> Stored data
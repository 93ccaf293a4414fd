// src/errors.rs
use actix_web::{error::JsonPayloadError, http::StatusCode, HttpResponse, ResponseError};
use thiserror::Error;

use crate::completion::CompletionError;
use crate::trade_log::TradeLogError;
use crate::types::ErrorResponse;

/// Everything that can stop a webhook request. All kinds answer with the same
/// 400 body; the kind only shows up in the server log.
#[derive(Error, Debug)]
pub enum WebhookError {
    #[error("invalid request body: {0}")]
    InvalidBody(#[from] JsonPayloadError),

    #[error(transparent)]
    Completion(#[from] CompletionError),

    #[error(transparent)]
    TradeLog(#[from] TradeLogError),
}

impl WebhookError {
    pub fn kind(&self) -> &'static str {
        match self {
            WebhookError::InvalidBody(_) => "invalid_body",
            WebhookError::Completion(_) => "completion",
            WebhookError::TradeLog(_) => "trade_log",
        }
    }
}

impl ResponseError for WebhookError {
    fn status_code(&self) -> StatusCode {
        StatusCode::BAD_REQUEST
    }

    fn error_response(&self) -> HttpResponse {
        HttpResponse::build(self.status_code()).json(ErrorResponse {
            error: self.to_string(),
        })
    }
}

#[derive(Error, Debug)]
pub enum ConfigError {
    #[error("missing required environment variable {0}")]
    Missing(&'static str),

    #[error("invalid value for {key}: {message}")]
    Invalid { key: &'static str, message: String },
}
// src/lib.rs
pub mod completion;
pub mod config;
pub mod decision_parser;
pub mod errors;
pub mod handlers;
pub mod logging;
pub mod normalizer;
pub mod prompt;
pub mod trade_log;
pub mod types;
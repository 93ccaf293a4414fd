// src/normalizer.rs
// Pulls the known indicator keys out of an arbitrary webhook body.
use serde_json::{Map, Value};

use crate::types::{Candle, IndicatorSnapshot, NormalizedInput, Reading};

pub const CANDLE_KEYS: [&str; 3] = ["candle_1", "candle_2", "candle_3"];

fn reading(map: Option<&Map<String, Value>>, key: &str) -> Reading {
    match map.and_then(|m| m.get(key)) {
        None | Some(Value::Null) => None,
        Some(v) => Some(v.clone()),
    }
}

fn candle(map: Option<&Map<String, Value>>, key: &str) -> Candle {
    // A missing or non-object candle behaves like an empty mapping.
    let fields = map.and_then(|m| m.get(key)).and_then(Value::as_object);
    Candle {
        open: reading(fields, "open"),
        high: reading(fields, "high"),
        low: reading(fields, "low"),
        close: reading(fields, "close"),
    }
}

/// Builds the snapshot and candles from a decoded body. Never fails: unknown
/// keys are ignored, values are copied as-is and absent keys become `None`.
pub fn normalize(body: &Value) -> NormalizedInput {
    let map = body.as_object();

    let snapshot = IndicatorSnapshot {
        price: reading(map, "price"),
        rsi: reading(map, "rsi"),
        ema9: reading(map, "ema9"),
        ema21: reading(map, "ema21"),
        vwap: reading(map, "vwap"),
        bb_mid: reading(map, "bb_mid"),
        macd_hist: reading(map, "macd_hist"),
        volume_osc: reading(map, "volume_osc"),
        atr: reading(map, "atr"),
        bb_width: reading(map, "bb_width"),
        session_range: reading(map, "session_range"),
    };

    NormalizedInput {
        snapshot,
        candles: CANDLE_KEYS.map(|key| candle(map, key)),
    }
}
// src/logging.rs
use std::path::Path;

pub const LOG4RS_CONFIG: &str = "log4rs.yaml";

/// Uses `log4rs.yaml` when it is present, otherwise env_logger (`RUST_LOG`,
/// defaulting to info).
pub fn init() {
    if Path::new(LOG4RS_CONFIG).exists() {
        match log4rs::init_file(LOG4RS_CONFIG, Default::default()) {
            Ok(()) => {
                log::info!("Logging configured from {}", LOG4RS_CONFIG);
                return;
            }
            Err(e) => eprintln!("Failed to initialize log4rs from {}: {}", LOG4RS_CONFIG, e),
        }
    }

    env_logger::init_from_env(env_logger::Env::new().default_filter_or("chartgpt_webhook=debug,info"));
}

> WHAT YOU ARE ASKED TO DO
Give back all the records exactly as they stand.

> WRITTEN SOLUTION
repository 93ccaf293a4414fd
// src/errors.rs
use actix_web::{error::JsonPayloadError, http::StatusCode, HttpResponse, ResponseError};
use thiserror::Error;

use crate::completion::CompletionError;
use crate::trade_log::TradeLogError;
use crate::types::ErrorResponse;

/// Everything that can stop a webhook request. All kinds answer with the same
/// 400 body; the kind only shows up in the server log.
#[derive(Error, Debug)]
pub enum WebhookError {
    #[error("invalid request body: {0}")]
    InvalidBody(#[from] JsonPayloadError),

    #[error(transparent)]
    Completion(#[from] CompletionError),

    #[error(transparent)]
    TradeLog(#[from] TradeLogError),
}

impl WebhookError {
    pub fn kind(&self) -> &'static str {
        match self {
            WebhookError::InvalidBody(_) => "invalid_body",
            WebhookError::Completion(_) => "completion",
            WebhookError::TradeLog(_) => "trade_log",
        }
    }
}

impl ResponseError for WebhookError {
    fn status_code(&self) -> StatusCode {
        StatusCode::BAD_REQUEST
    }

    fn error_response(&self) -> HttpResponse {
        HttpResponse::build(self.status_code()).json(ErrorResponse {
            error: self.to_string(),
        })
    }
}

#[derive(Error, Debug)]
pub enum ConfigError {
    #[error("missing required environment variable {0}")]
    Missing(&'static str),

    #[error("invalid value for {key}: {message}")]
    Invalid { key: &'static str, message: String },
}
// src/lib.rs
pub mod completion;
pub mod config;
pub mod decision_parser;
pub mod errors;
pub mod handlers;
pub mod logging;
pub mod normalizer;
pub mod prompt;
pub mod trade_log;
pub mod types;
repository 93ccaf293a4414fd
// src/normalizer.rs
// Pulls the known indicator keys out of an arbitrary webhook body.
use serde_json::{Map, Value};

use crate::types::{Candle, IndicatorSnapshot, NormalizedInput, Reading};

pub const CANDLE_KEYS: [&str; 3] = ["candle_1", "candle_2", "candle_3"];

fn reading(map: Option<&Map<String, Value>>, key: &str) -> Reading {
    match map.and_then(|m| m.get(key)) {
        None | Some(Value::Null) => None,
        Some(v) => Some(v.clone()),
    }
}

fn candle(map: Option<&Map<String, Value>>, key: &str) -> Candle {
    // A missing or non-object candle behaves like an empty mapping.
    let fields = map.and_then(|m| m.get(key)).and_then(Value::as_object);
    Candle {
        open: reading(fields, "open"),
        high: reading(fields, "high"),
        low: reading(fields, "low"),
        close: reading(fields, "close"),
    }
}

/// Builds the snapshot and candles from a decoded body. Never fails: unknown
/// keys are ignored, values are copied as-is and absent keys become `None`.
pub fn normalize(body: &Value) -> NormalizedInput {
    let map = body.as_object();

    let snapshot = IndicatorSnapshot {
        price: reading(map, "price"),
        rsi: reading(map, "rsi"),
        ema9: reading(map, "ema9"),
        ema21: reading(map, "ema21"),
        vwap: reading(map, "vwap"),
        bb_mid: reading(map, "bb_mid"),
        macd_hist: reading(map, "macd_hist"),
        volume_osc: reading(map, "volume_osc"),
        atr: reading(map, "atr"),
        bb_width: reading(map, "bb_width"),
        session_range: reading(map, "session_range"),
    };

    NormalizedInput {
        snapshot,
        candles: CANDLE_KEYS.map(|key| candle(map, key)),
    }
}
// src/logging.rs
use std::path::Path;

pub const LOG4RS_CONFIG: &str = "log4rs.yaml";

/// Uses `log4rs.yaml` when it is present, otherwise env_logger (`RUST_LOG`,
/// defaulting to info).
pub fn init() {
    if Path::new(LOG4RS_CONFIG).exists() {
        match log4rs::init_file(LOG4RS_CONFIG, Default::default()) {
            Ok(()) => {
                log::info!("Logging configured from {}", LOG4RS_CONFIG);
                return;
            }
            Err(e) => eprintln!("Failed to initialize log4rs from {}: {}", LOG4RS_CONFIG, e),
        }
    }

    env_logger::init_from_env(env_logger::Env::new().default_filter_or("chartgpt_webhook=debug,info"));
}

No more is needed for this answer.